The captain of Simplicity’s Heroes of the Storm team, Justing, tweeted angrily about the situation, indicating that he was left in the dark as well.

“Good thing I was a team owner and asked repeatedly for information, even signed on for an apartment and I was given zero information regarding my job in 2019,” he wrote. “LOL what a joke.”

Another pro HotS player, Johan Lauber, was far more blunt.

Derrie, general manager for team professional gaming organization Method, said in a statement that the team was disappointed in how Blizzard handled the news.

We are troubled by the way the announcement was made; namely the impolitic choice to use social media to share such a message that effectively ended the careers of hundreds of players, content creators, casters, production crews overnight - and broke the hearts of countless fans.

We can confirm with heavy hearts we have disbanded Method HOTS, and issued termination agreements to our team members. We will do our best to support them during their transition into the next phase of their professional journeys.

Meanwhile, some prominent Heroes of the Storm streamers have already moved on, shifting to competing MOBAs League of Legends and Dota 2.

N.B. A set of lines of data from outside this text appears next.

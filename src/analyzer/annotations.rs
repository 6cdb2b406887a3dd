//! `-- pg-topo:` annotation parsing.
//!
//! Leading single-line comments carry directives, one per line:
//!
//! ```text
//! -- pg-topo:phase data_structures
//! -- pg-topo:depends_on app.users, app.orders
//! -- pg-topo:requires function:app.audit()
//! -- pg-topo:provides view:app.daily_totals
//! ```

use std::collections::BTreeSet;

use once_cell::sync::Lazy;
use regex::Regex;
use serde::{Deserialize, Serialize};

use crate::error::{Diagnostic, DiagnosticCode};
use crate::ident::{ObjectKind, StableId};

#[derive(Debug, Clone, Copy, PartialEq, Eq, PartialOrd, Ord, Serialize, Deserialize)]
#[serde(rename_all = "snake_case")]
pub enum Phase {
    Bootstrap,
    PreData,
    DataStructures,
    Routines,
    PostData,
    Privileges,
}

impl Phase {
    pub fn rank(&self) -> u8 {
        match self {
            Phase::Bootstrap => 0,
            Phase::PreData => 1,
            Phase::DataStructures => 2,
            Phase::Routines => 3,
            Phase::PostData => 4,
            Phase::Privileges => 5,
        }
    }

    fn from_tag(tag: &str) -> Option<Self> {
        Some(match tag {
            "bootstrap" => Phase::Bootstrap,
            "pre_data" => Phase::PreData,
            "data_structures" => Phase::DataStructures,
            "routines" => Phase::Routines,
            "post_data" => Phase::PostData,
            "privileges" => Phase::Privileges,
            _ => return None,
        })
    }
}

#[derive(Debug, Clone, Default, PartialEq, Serialize, Deserialize)]
pub struct AnnotationHints {
    pub phase: Option<Phase>,
    /// Qualified names treated as table references.
    pub depends_on: Vec<String>,
    pub requires: Vec<StableId>,
    pub provides: Vec<StableId>,
}

static DIRECTIVE: Lazy<Regex> =
    Lazy::new(|| Regex::new(r"^\s*--\s*pg-topo:(\w+)\s+(.+?)\s*$").unwrap());

static REFERENCE: Lazy<Regex> =
    Lazy::new(|| Regex::new(r"^(\w+):([^(]+)(?:\((.*)\))?$").unwrap());

/// Parse directives from the leading comment lines of one statement.
/// Malformed or conflicting directives become `INVALID_ANNOTATION`
/// diagnostics; parsing never fails.
pub fn parse_annotations(text: &str, subject: &str) -> (AnnotationHints, Vec<Diagnostic>) {
    let mut hints = AnnotationHints::default();
    let mut diagnostics = Vec::new();

    for line in text.lines() {
        let trimmed = line.trim();
        if trimmed.is_empty() {
            continue;
        }
        if !trimmed.starts_with("--") {
            break;
        }
        let Some(captures) = DIRECTIVE.captures(trimmed) else {
            continue;
        };
        let directive = &captures[1];
        let value = captures[2].trim();

        match directive {
            "phase" => match Phase::from_tag(value) {
                Some(phase) if hints.phase.is_none() => hints.phase = Some(phase),
                Some(_) => diagnostics.push(
                    Diagnostic::new(
                        DiagnosticCode::InvalidAnnotation,
                        "phase may be given at most once",
                    )
                    .with_subject(subject),
                ),
                None => diagnostics.push(
                    Diagnostic::new(
                        DiagnosticCode::InvalidAnnotation,
                        format!("unknown phase tag {value:?}"),
                    )
                    .with_subject(subject),
                ),
            },
            "depends_on" => {
                for name in value.split(',') {
                    let name = name.trim();
                    if name.is_empty() {
                        continue;
                    }
                    hints.depends_on.push(name.to_string());
                }
            }
            "requires" | "provides" => match parse_reference(value) {
                Some(id) => {
                    if directive == "requires" {
                        hints.requires.push(id);
                    } else {
                        hints.provides.push(id);
                    }
                }
                None => diagnostics.push(
                    Diagnostic::new(
                        DiagnosticCode::InvalidAnnotation,
                        format!("malformed reference {value:?}"),
                    )
                    .with_subject(subject),
                ),
            },
            other => diagnostics.push(
                Diagnostic::new(
                    DiagnosticCode::InvalidAnnotation,
                    format!("unknown directive {other:?}"),
                )
                .with_subject(subject),
            ),
        }
    }

    let required: BTreeSet<&StableId> = hints.requires.iter().collect();
    let conflicting: Vec<String> = hints
        .provides
        .iter()
        .filter(|id| required.contains(id))
        .map(|id| id.to_string())
        .collect();
    if !conflicting.is_empty() {
        diagnostics.push(
            Diagnostic::new(
                DiagnosticCode::InvalidAnnotation,
                "requires and provides name the same id",
            )
            .with_subject(subject)
            .with_subjects(conflicting),
        );
    }

    (hints, diagnostics)
}

fn parse_reference(value: &str) -> Option<StableId> {
    let captures = REFERENCE.captures(value.trim())?;
    let kind = ObjectKind::from_key(&captures[1])?;
    let name = captures[2].trim();
    if name.is_empty() {
        return None;
    }
    let signature = captures.get(3).map(|m| m.as_str());
    Some(StableId::from_reference(kind, name, signature))
}

#[cfg(test)]
mod tests {
    use super::*;

    #[test]
    fn test_parse_basic_directives() {
        let text = "-- pg-topo:phase routines\n\
                    -- pg-topo:depends_on app.users, app.orders\n\
                    -- pg-topo:requires function:app.audit(int4)\n\
                    CREATE VIEW app.v AS SELECT 1;";
        let (hints, diagnostics) = parse_annotations(text, "stmt");
        assert!(diagnostics.is_empty());
        assert_eq!(hints.phase, Some(Phase::Routines));
        assert_eq!(hints.depends_on, vec!["app.users", "app.orders"]);
        assert_eq!(hints.requires[0].as_str(), "function:app.audit(int4)");
    }

    #[test]
    fn test_duplicate_phase_is_invalid() {
        let text = "-- pg-topo:phase routines\n-- pg-topo:phase post_data\nSELECT 1;";
        let (hints, diagnostics) = parse_annotations(text, "stmt");
        assert_eq!(hints.phase, Some(Phase::Routines));
        assert_eq!(diagnostics.len(), 1);
        assert_eq!(diagnostics[0].code, DiagnosticCode::InvalidAnnotation);
    }

    #[test]
    fn test_unknown_kind_is_invalid() {
        let text = "-- pg-topo:requires gadget:app.widget\nSELECT 1;";
        let (hints, diagnostics) = parse_annotations(text, "stmt");
        assert!(hints.requires.is_empty());
        assert_eq!(diagnostics.len(), 1);
    }

    #[test]
    fn test_conflicting_requires_provides() {
        let text = "-- pg-topo:requires table:app.t\n-- pg-topo:provides table:app.t\nSELECT 1;";
        let (_, diagnostics) = parse_annotations(text, "stmt");
        assert!(diagnostics
            .iter()
            .any(|d| d.code == DiagnosticCode::InvalidAnnotation));
    }

    #[test]
    fn test_annotations_stop_at_statement_text() {
        let text = "CREATE TABLE t (id int);\n-- pg-topo:phase bootstrap";
        let (hints, _) = parse_annotations(text, "stmt");
        assert_eq!(hints.phase, None);
    }
}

Within Blizzard, developers on the game expressed their own sadness about the state of Heroes of the Storm, but spun the news as positively as possible. Kaéo Milker, the game’s production director, posted a lengthy statement on the game’s Battle.net forums. Here’s a portion of Milker’s post:

I’m sad because I love this team and this game that we’ve built together, with all of you, and this past year has been such a great one for Heroes of the Storm. The HGC had its best year yet and I was so looking forward to the 2019 season. On the game side, we’ve had a steady stream of some of the most sought-after heroes, amazing themed events, and impactful reworks. We also made meaningful progress on improving core systems and features across the game. We truly hit our stride in 2018, so I’m disappointed that some of the exciting plans we had for 2019 will have to change.

But all is not lost. The team that remains dedicated to Heroes of the Storm is a veritable Who’s Who of developers who have been driving every facet of the game from the very beginning—from people you know and have seen speak publicly about the game for years, to those who have poured their hearts into it from behind the scenes. In short, we’re continuing to develop the game with an incredible team that has the experience and passion required to support Heroes of the Storm well into the future.

The Heroes of the Storm team and I also have a unique opportunity to rethink things and reprioritize. Because now more than ever, our charge is to focus on taking care of you, our players, and to channel all our energy into keeping the game dynamic and fun. This means we’re still committed to regular hero reworks, themed events, and even new heroes. We’re setting our sights on the new goals and timelines for what we want to do with the game from here on out and we’re eager to share those plans as soon as they’re finalized.

So, I’m also excited. I’m excited for my teammates to bring their hard-won experience from making this game to the other teams at Blizzard to help their games be even better. And I’m especially excited for Heroes of the Storm to continue evolving with a renewed focus and purity of purpose.